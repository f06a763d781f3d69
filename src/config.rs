// =============================================================================
// config.rs — THE GRAND CONFIGURATION CATHEDRAL
// =============================================================================
//
// Every tunable the monitor has lives here, loaded from environment
// variables with defaults chosen through a rigorous process of "that seems
// about right" and "the docket provider will rate-limit us if we go faster
// than this."
//
// One value is special: the docket API token has NO default and its absence
// is the single fatal configuration error this job knows. Everything else
// fails per-case; a missing token fails before any case is touched.
// =============================================================================

use std::env;
use std::time::Duration;

/// The Grand Configuration Struct. Think of it as the cockpit of the
/// monitor: every knob that controls how aggressively we interrogate the
/// docket provider and how loudly we tell lawyers about the results.
#[derive(Debug, Clone)]
pub struct Config {
    // =========================================================================
    // DOCKET PROVIDER
    // =========================================================================
    /// Bearer token for the external docket service. `None` means someone
    /// forgot to configure the deployment, and the HTTP trigger will say
    /// so with a 500 before a single case is processed.
    pub docket_api_token: Option<String>,

    /// Base URL of the docket service. Overridable mostly so tests and
    /// staging can point at something that isn't production.
    pub docket_base_url: String,

    /// `limit` query parameter on the movement fetch. 100 is the
    /// provider's page size; we never paginate because the diff engine
    /// stops at the first already-known movement anyway.
    pub fetch_limit: u32,

    /// Per-call network timeout on the fetcher's HTTP client.
    pub fetch_timeout: Duration,

    // =========================================================================
    // SCHEDULING
    // =========================================================================
    /// Minimum interval between checks of the same case. Default: 24h.
    /// The docket updates at most a few times a day; checking hourly
    /// would only annoy the provider and our rate budget.
    pub recheck_interval: Duration,

    /// Bounded concurrency for the per-case pipeline. Default: 1 —
    /// sequential keeps us well inside the provider's shared rate
    /// budget. Raise it if the provider raises yours.
    pub workers: usize,

    /// Overall run deadline. Cases that haven't started by the time it
    /// expires fail through the normal per-case error path and get
    /// retried next run.
    pub run_deadline: Duration,

    // =========================================================================
    // PERSISTENCE
    // =========================================================================
    /// Redis connection URL. Cases, movements, the audit log, and the
    /// notification inbox all live here.
    pub redis_url: String,

    /// Pub/sub channel for freshly created notifications, so the inbox
    /// UI can update in real time instead of polling us.
    pub notification_channel: String,

    // =========================================================================
    // PRESENTATION
    // =========================================================================
    /// Hard cap on the denormalized `last_movement_summary` text.
    pub summary_max_chars: usize,

    /// Preview length inside the `Andamento` notification description.
    pub preview_max_chars: usize,

    // =========================================================================
    // HTTP TRIGGER
    // =========================================================================
    /// Port for the trigger server. Cron POSTs here; browsers preflight
    /// here; nothing else should.
    pub http_port: u16,
}

impl Config {
    /// Load configuration from environment variables with sensible
    /// defaults. Every parameter can be overridden via variables prefixed
    /// with ANDAMENTO_, because namespacing your env vars is what
    /// separates the professionals from the amateurs.
    pub fn from_env() -> Self {
        // Try to load .env if present. Fail silently if it isn't —
        // not everyone has their life together enough to create one.
        let _ = dotenvy::dotenv();

        Config {
            docket_api_token: env::var("ANDAMENTO_DOCKET_API_TOKEN")
                .ok()
                .filter(|t| !t.trim().is_empty()),
            docket_base_url: env_or_default(
                "ANDAMENTO_DOCKET_BASE_URL",
                "https://api.judit.io",
            ),
            fetch_limit: env_or_default("ANDAMENTO_FETCH_LIMIT", "100")
                .parse()
                .unwrap_or(100),
            fetch_timeout: Duration::from_secs(
                env_or_default("ANDAMENTO_FETCH_TIMEOUT_SECS", "20")
                    .parse()
                    .unwrap_or(20),
            ),

            recheck_interval: Duration::from_secs(
                env_or_default("ANDAMENTO_RECHECK_INTERVAL_SECS", "86400")
                    .parse()
                    .unwrap_or(86_400),
            ),
            workers: env_or_default("ANDAMENTO_WORKERS", "1")
                .parse()
                .unwrap_or(1)
                .max(1),
            run_deadline: Duration::from_secs(
                env_or_default("ANDAMENTO_RUN_DEADLINE_SECS", "600")
                    .parse()
                    .unwrap_or(600),
            ),

            redis_url: env_or_default("ANDAMENTO_REDIS_URL", "redis://127.0.0.1:6379"),
            notification_channel: env_or_default(
                "ANDAMENTO_NOTIFICATION_CHANNEL",
                "andamento:notifications",
            ),

            summary_max_chars: env_or_default("ANDAMENTO_SUMMARY_MAX_CHARS", "500")
                .parse()
                .unwrap_or(500),
            preview_max_chars: env_or_default("ANDAMENTO_PREVIEW_MAX_CHARS", "120")
                .parse()
                .unwrap_or(120),

            http_port: env_or_default("ANDAMENTO_HTTP_PORT", "8090")
                .parse()
                .unwrap_or(8090),
        }
    }
}

/// Helper function to read an environment variable with a default fallback.
/// Because unwrap_or on env::var is ugly and we have standards.
fn env_or_default(key: &str, default: &str) -> String {
    env::var(key).unwrap_or_else(|_| default.to_string())
}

####################

_YOUR TASK_
Go through the records above and write each one out again exactly.

_ANSWER TO THE PROBLEM_
repository f06a763d781f3d69
filename src/config.rs
// =============================================================================
// config.rs — THE GRAND CONFIGURATION CATHEDRAL
// =============================================================================
//
// Every tunable the monitor has lives here, loaded from environment
// variables with defaults chosen through a rigorous process of "that seems
// about right" and "the docket provider will rate-limit us if we go faster
// than this."
//
// One value is special: the docket API token has NO default and its absence
// is the single fatal configuration error this job knows. Everything else
// fails per-case; a missing token fails before any case is touched.
// =============================================================================

use std::env;
use std::time::Duration;

/// The Grand Configuration Struct. Think of it as the cockpit of the
/// monitor: every knob that controls how aggressively we interrogate the
/// docket provider and how loudly we tell lawyers about the results.
#[derive(Debug, Clone)]
pub struct Config {
    // =========================================================================
    // DOCKET PROVIDER
    // =========================================================================
    /// Bearer token for the external docket service. `None` means someone
    /// forgot to configure the deployment, and the HTTP trigger will say
    /// so with a 500 before a single case is processed.
    pub docket_api_token: Option<String>,

    /// Base URL of the docket service. Overridable mostly so tests and
    /// staging can point at something that isn't production.
    pub docket_base_url: String,

    /// `limit` query parameter on the movement fetch. 100 is the
    /// provider's page size; we never paginate because the diff engine
    /// stops at the first already-known movement anyway.
    pub fetch_limit: u32,

    /// Per-call network timeout on the fetcher's HTTP client.
    pub fetch_timeout: Duration,

    // =========================================================================
    // SCHEDULING
    // =========================================================================
    /// Minimum interval between checks of the same case. Default: 24h.
    /// The docket updates at most a few times a day; checking hourly
    /// would only annoy the provider and our rate budget.
    pub recheck_interval: Duration,

    /// Bounded concurrency for the per-case pipeline. Default: 1 —
    /// sequential keeps us well inside the provider's shared rate
    /// budget. Raise it if the provider raises yours.
    pub workers: usize,

    /// Overall run deadline. Cases that haven't started by the time it
    /// expires fail through the normal per-case error path and get
    /// retried next run.
    pub run_deadline: Duration,

    // =========================================================================
    // PERSISTENCE
    // =========================================================================
    /// Redis connection URL. Cases, movements, the audit log, and the
    /// notification inbox all live here.
    pub redis_url: String,

    /// Pub/sub channel for freshly created notifications, so the inbox
    /// UI can update in real time instead of polling us.
    pub notification_channel: String,

    // =========================================================================
    // PRESENTATION
    // =========================================================================
    /// Hard cap on the denormalized `last_movement_summary` text.
    pub summary_max_chars: usize,

    /// Preview length inside the `Andamento` notification description.
    pub preview_max_chars: usize,

    // =========================================================================
    // HTTP TRIGGER
    // =========================================================================
    /// Port for the trigger server. Cron POSTs here; browsers preflight
    /// here; nothing else should.
    pub http_port: u16,
}

impl Config {
    /// Load configuration from environment variables with sensible
    /// defaults. Every parameter can be overridden via variables prefixed
    /// with ANDAMENTO_, because namespacing your env vars is what
    /// separates the professionals from the amateurs.
    pub fn from_env() -> Self {
        // Try to load .env if present. Fail silently if it isn't —
        // not everyone has their life together enough to create one.
        let _ = dotenvy::dotenv();

        Config {
            docket_api_token: env::var("ANDAMENTO_DOCKET_API_TOKEN")
                .ok()
                .filter(|t| !t.trim().is_empty()),
            docket_base_url: env_or_default(
                "ANDAMENTO_DOCKET_BASE_URL",
                "https://api.judit.io",
            ),
            fetch_limit: env_or_default("ANDAMENTO_FETCH_LIMIT", "100")
                .parse()
                .unwrap_or(100),
            fetch_timeout: Duration::from_secs(
                env_or_default("ANDAMENTO_FETCH_TIMEOUT_SECS", "20")
                    .parse()
                    .unwrap_or(20),
            ),

            recheck_interval: Duration::from_secs(
                env_or_default("ANDAMENTO_RECHECK_INTERVAL_SECS", "86400")
                    .parse()
                    .unwrap_or(86_400),
            ),
            workers: env_or_default("ANDAMENTO_WORKERS", "1")
                .parse()
                .unwrap_or(1)
                .max(1),
            run_deadline: Duration::from_secs(
                env_or_default("ANDAMENTO_RUN_DEADLINE_SECS", "600")
                    .parse()
                    .unwrap_or(600),
            ),

            redis_url: env_or_default("ANDAMENTO_REDIS_URL", "redis://127.0.0.1:6379"),
            notification_channel: env_or_default(
                "ANDAMENTO_NOTIFICATION_CHANNEL",
                "andamento:notifications",
            ),

            summary_max_chars: env_or_default("ANDAMENTO_SUMMARY_MAX_CHARS", "500")
                .parse()
                .unwrap_or(500),
            preview_max_chars: env_or_default("ANDAMENTO_PREVIEW_MAX_CHARS", "120")
                .parse()
                .unwrap_or(120),

            http_port: env_or_default("ANDAMENTO_HTTP_PORT", "8090")
                .parse()
                .unwrap_or(8090),
        }
    }
}

/// Helper function to read an environment variable with a default fallback.
/// Because unwrap_or on env::var is ugly and we have standards.
fn env_or_default(key: &str, default: &str) -> String {
    env::var(key).unwrap_or_else(|_| default.to_string())
}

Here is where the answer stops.